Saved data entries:

//! Key-value persistence for favorites and preferences
//!
//! Values are JSON documents stored as strings under fixed keys. Reads never
//! fail: a missing key or a corrupt document yields the caller's default.

use std::collections::HashMap;
use std::fs;
use std::io::{self, Write};
use std::path::{Path, PathBuf};
use std::sync::{Arc, RwLock};

use serde::{de::DeserializeOwned, Serialize};
use tempfile::NamedTempFile;
use thiserror::Error;

pub const PREFS_KEY: &str = "movie_app_prefs_v1";
pub const FAVORITES_KEY: &str = "movie_app_favs_v1";

#[derive(Debug, Error)]
pub enum StorageError {
    #[error("storage I/O error: {0}")]
    Io(#[from] io::Error),

    #[error("failed to serialize value for {key}: {source}")]
    Serialize {
        key: String,
        #[source]
        source: serde_json::Error,
    },

    #[error("storage backend unavailable: {0}")]
    Unavailable(String),
}

/// Raw string store addressed by key
pub trait KeyValueStore: Send + Sync {
    fn get(&self, key: &str) -> Result<Option<String>, StorageError>;
    fn set(&self, key: &str, value: &str) -> Result<(), StorageError>;
}

/// One file per key inside a data directory
pub struct FileStore {
    dir: PathBuf,
}

impl FileStore {
    pub fn new(dir: impl Into<PathBuf>) -> Self {
        Self { dir: dir.into() }
    }

    fn path_for(&self, key: &str) -> PathBuf {
        self.dir.join(format!("{key}.json"))
    }
}

impl KeyValueStore for FileStore {
    fn get(&self, key: &str) -> Result<Option<String>, StorageError> {
        match fs::read_to_string(self.path_for(key)) {
            Ok(content) => Ok(Some(content)),
            Err(e) if e.kind() == io::ErrorKind::NotFound => Ok(None),
            Err(e) => Err(e.into()),
        }
    }

    fn set(&self, key: &str, value: &str) -> Result<(), StorageError> {
        if !self.dir.exists() {
            fs::create_dir_all(&self.dir)?;
        }

        // Each write gets its own temp file, then replaces the document whole
        let mut tmp = NamedTempFile::new_in(&self.dir)?;
        tmp.write_all(value.as_bytes())?;
        tmp.persist(self.path_for(key)).map_err(|e| e.error)?;
        Ok(())
    }
}

/// In-process store
#[derive(Default)]
pub struct MemoryStore {
    entries: RwLock<HashMap<String, String>>,
}

impl MemoryStore {
    pub fn new() -> Self {
        Self::default()
    }
}

impl KeyValueStore for MemoryStore {
    fn get(&self, key: &str) -> Result<Option<String>, StorageError> {
        let entries = self
            .entries
            .read()
            .map_err(|_| StorageError::Unavailable("memory store lock poisoned".to_string()))?;
        Ok(entries.get(key).cloned())
    }

    fn set(&self, key: &str, value: &str) -> Result<(), StorageError> {
        let mut entries = self
            .entries
            .write()
            .map_err(|_| StorageError::Unavailable("memory store lock poisoned".to_string()))?;
        entries.insert(key.to_string(), value.to_string());
        Ok(())
    }
}

/// JSON view over a [`KeyValueStore`]
#[derive(Clone)]
pub struct JsonStore {
    backend: Arc<dyn KeyValueStore>,
}

impl JsonStore {
    pub fn new(backend: Arc<dyn KeyValueStore>) -> Self {
        Self { backend }
    }

    pub fn on_disk(dir: &Path) -> Self {
        Self::new(Arc::new(FileStore::new(dir)))
    }

    /// On-disk store in `dir`, or an in-memory one when `dir` cannot be created.
    pub fn open(dir: &Path) -> Self {
        match fs::create_dir_all(dir) {
            Ok(()) => Self::on_disk(dir),
            Err(e) => {
                tracing::warn!(dir = %dir.display(), error = %e, "Data directory unavailable, state will not persist");
                Self::in_memory()
            }
        }
    }

    pub fn in_memory() -> Self {
        Self::new(Arc::new(MemoryStore::new()))
    }

    /// Read `key`, falling back to `default` on a missing or malformed value.
    pub fn read_json<T: DeserializeOwned>(&self, key: &str, default: T) -> T {
        let raw = match self.backend.get(key) {
            Ok(Some(raw)) => raw,
            Ok(None) => return default,
            Err(e) => {
                tracing::warn!(key, error = %e, "Could not read persisted value, using default");
                return default;
            }
        };

        match serde_json::from_str(&raw) {
            Ok(value) => value,
            Err(e) => {
                tracing::warn!(key, error = %e, "Malformed persisted value, using default");
                default
            }
        }
    }

    pub fn write_json<T: Serialize>(&self, key: &str, value: &T) -> Result<(), StorageError> {
        let raw = serde_json::to_string(value).map_err(|source| StorageError::Serialize {
            key: key.to_string(),
            source,
        })?;
        self.backend.set(key, &raw)
    }

    pub(crate) fn backend(&self) -> &Arc<dyn KeyValueStore> {
        &self.backend
    }
}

- Work to complete
Retype the data exactly as given.

- Exercise answer
//! Key-value persistence for favorites and preferences
//!
//! Values are JSON documents stored as strings under fixed keys. Reads never
//! fail: a missing key or a corrupt document yields the caller's default.

use std::collections::HashMap;
use std::fs;
use std::io::{self, Write};
use std::path::{Path, PathBuf};
use std::sync::{Arc, RwLock};

use serde::{de::DeserializeOwned, Serialize};
use tempfile::NamedTempFile;
use thiserror::Error;

pub const PREFS_KEY: &str = "movie_app_prefs_v1";
pub const FAVORITES_KEY: &str = "movie_app_favs_v1";

#[derive(Debug, Error)]
pub enum StorageError {
    #[error("storage I/O error: {0}")]
    Io(#[from] io::Error),

    #[error("failed to serialize value for {key}: {source}")]
    Serialize {
        key: String,
        #[source]
        source: serde_json::Error,
    },

    #[error("storage backend unavailable: {0}")]
    Unavailable(String),
}

/// Raw string store addressed by key
pub trait KeyValueStore: Send + Sync {
    fn get(&self, key: &str) -> Result<Option<String>, StorageError>;
    fn set(&self, key: &str, value: &str) -> Result<(), StorageError>;
}

/// One file per key inside a data directory
pub struct FileStore {
    dir: PathBuf,
}

impl FileStore {
    pub fn new(dir: impl Into<PathBuf>) -> Self {
        Self { dir: dir.into() }
    }

    fn path_for(&self, key: &str) -> PathBuf {
        self.dir.join(format!("{key}.json"))
    }
}

impl KeyValueStore for FileStore {
    fn get(&self, key: &str) -> Result<Option<String>, StorageError> {
        match fs::read_to_string(self.path_for(key)) {
            Ok(content) => Ok(Some(content)),
            Err(e) if e.kind() == io::ErrorKind::NotFound => Ok(None),
            Err(e) => Err(e.into()),
        }
    }

    fn set(&self, key: &str, value: &str) -> Result<(), StorageError> {
        if !self.dir.exists() {
            fs::create_dir_all(&self.dir)?;
        }

        // Each write gets its own temp file, then replaces the document whole
        let mut tmp = NamedTempFile::new_in(&self.dir)?;
        tmp.write_all(value.as_bytes())?;
        tmp.persist(self.path_for(key)).map_err(|e| e.error)?;
        Ok(())
    }
}

/// In-process store
#[derive(Default)]
pub struct MemoryStore {
    entries: RwLock<HashMap<String, String>>,
}

impl MemoryStore {
    pub fn new() -> Self {
        Self::default()
    }
}

impl KeyValueStore for MemoryStore {
    fn get(&self, key: &str) -> Result<Option<String>, StorageError> {
        let entries = self
            .entries
            .read()
            .map_err(|_| StorageError::Unavailable("memory store lock poisoned".to_string()))?;
        Ok(entries.get(key).cloned())
    }

    fn set(&self, key: &str, value: &str) -> Result<(), StorageError> {
        let mut entries = self
            .entries
            .write()
            .map_err(|_| StorageError::Unavailable("memory store lock poisoned".to_string()))?;
        entries.insert(key.to_string(), value.to_string());
        Ok(())
    }
}

/// JSON view over a [`KeyValueStore`]
#[derive(Clone)]
pub struct JsonStore {
    backend: Arc<dyn KeyValueStore>,
}

impl JsonStore {
    pub fn new(backend: Arc<dyn KeyValueStore>) -> Self {
        Self { backend }
    }

    pub fn on_disk(dir: &Path) -> Self {
        Self::new(Arc::new(FileStore::new(dir)))
    }

    /// On-disk store in `dir`, or an in-memory one when `dir` cannot be created.
    pub fn open(dir: &Path) -> Self {
        match fs::create_dir_all(dir) {
            Ok(()) => Self::on_disk(dir),
            Err(e) => {
                tracing::warn!(dir = %dir.display(), error = %e, "Data directory unavailable, state will not persist");
                Self::in_memory()
            }
        }
    }

    pub fn in_memory() -> Self {
        Self::new(Arc::new(MemoryStore::new()))
    }

    /// Read `key`, falling back to `default` on a missing or malformed value.
    pub fn read_json<T: DeserializeOwned>(&self, key: &str, default: T) -> T {
        let raw = match self.backend.get(key) {
            Ok(Some(raw)) => raw,
            Ok(None) => return default,
            Err(e) => {
                tracing::warn!(key, error = %e, "Could not read persisted value, using default");
                return default;
            }
        };

        match serde_json::from_str(&raw) {
            Ok(value) => value,
            Err(e) => {
                tracing::warn!(key, error = %e, "Malformed persisted value, using default");
                default
            }
        }
    }

    pub fn write_json<T: Serialize>(&self, key: &str, value: &T) -> Result<(), StorageError> {
        let raw = serde_json::to_string(value).map_err(|source| StorageError::Serialize {
            key: key.to_string(),
            source,
        })?;
        self.backend.set(key, &raw)
    }

    pub(crate) fn backend(&self) -> &Arc<dyn KeyValueStore> {
        &self.backend
    }
}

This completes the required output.